Oh, dear, I’m behind on bookish posts. I’ve been musing about the mortality of classicists and wishing poets and novelists would write satire.
But you might want to know if I’ve read anything. This week it’s been Emily Bronte’s hair-raising Gothic, Wuthering Heights.
Wuthering Heights was my favorite Bronte novel until I switched in early middle age to Charlotte’s fierce spinster novel, Villette. But I still love Wuthering Heights:. It transports me to the moors, which I’ll never probably see, and to a kind of love I haven’t, thank God, experienced in decades.

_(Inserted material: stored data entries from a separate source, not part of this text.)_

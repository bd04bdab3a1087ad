//! Plain-text and Markdown extraction: direct read with encoding detection.
//! Page count is always 1 (§4.3 table); no per_page_breaks needed since
//! there is exactly one page.

use std::path::Path;

use encoding_rs::Encoding;

use crate::errors::{CoreError, CoreResult};

use super::Extraction;

pub fn extract(path: &Path, filename: &str) -> CoreResult<Extraction> {
    let bytes = std::fs::read(path)?;
    let (encoding, _) = Encoding::for_bom(&bytes).unwrap_or((encoding_rs::UTF_8, 0));
    let (text, _, had_errors) = encoding.decode(&bytes);
    if had_errors && encoding != encoding_rs::UTF_8 {
        // Retry assuming UTF-8 before giving up; most txt/md in the wild is
        // UTF-8 without a BOM, which `for_bom` can't detect.
        let (utf8_text, _, utf8_errors) = encoding_rs::UTF_8.decode(&bytes);
        if !utf8_errors {
            return Ok(Extraction {
                text: utf8_text.into_owned(),
                page_count: 1,
                per_page_breaks: None,
            });
        }
    }
    if had_errors {
        return Err(CoreError::ExtractionFailed {
            filename: filename.to_string(),
            reason: "could not decode text with a supported encoding".to_string(),
        });
    }
    Ok(Extraction {
        text: text.into_owned(),
        page_count: 1,
        per_page_breaks: None,
    })
}
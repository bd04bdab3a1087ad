//! Document indexing-status and reindex command handlers.

use std::path::Path;

use anyhow::Result;
use uuid::Uuid;

use docuquery::config::Config;
use docuquery::server::AppState;

pub async fn run_status(data_dir: &Path, document_id: Uuid) -> Result<()> {
    let cfg = Config::load(data_dir)?;
    let state = AppState::build(cfg).await?;

    let status = state.indexer.status(document_id);
    println!("document {document_id}");
    println!("  total:   {}", status.total_chunks);
    println!("  indexed: {}", status.indexed_chunks);
    println!("  pending: {}", status.pending_chunks);
    println!("  percent: {:.1}%", status.percent);
    Ok(())
}

pub async fn run_reindex(data_dir: &Path, document_id: Uuid) -> Result<()> {
    let cfg = Config::load(data_dir)?;
    let state = AppState::build(cfg).await?;

    let outcome = state.indexer.reindex_document(document_id).await;
    println!(
        "reindexed {document_id}: {} indexed, {} skipped, {} failed",
        outcome.indexed, outcome.skipped, outcome.failed
    );
    Ok(())
}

In 2014 I said of this gorgeous, intriguing novel about doomed love: “It is a short, perfect novel, with lyrical yet muscular prose, brilliantly narrated by two unreliable narrators: Lockwood, who rents Thrushcross Grange, spends a harrowing night at Wuthering Heights with his moody landlord, Heathcliff, after he is caught in a blizzard; and Nelly Dean, Lockwood’s housekeeper, tells him the story of Heathcliff.”
Bronte also describes the ramifications of the intense love between Heathcliff and Catherine Earnshaw, with whom he was brought up at Wuthering Heights. The consequences of their separation after Catherine’s marriage to mild Edgar Linton are tempestuous. And Heathcliff’s rage affects the next generation, too.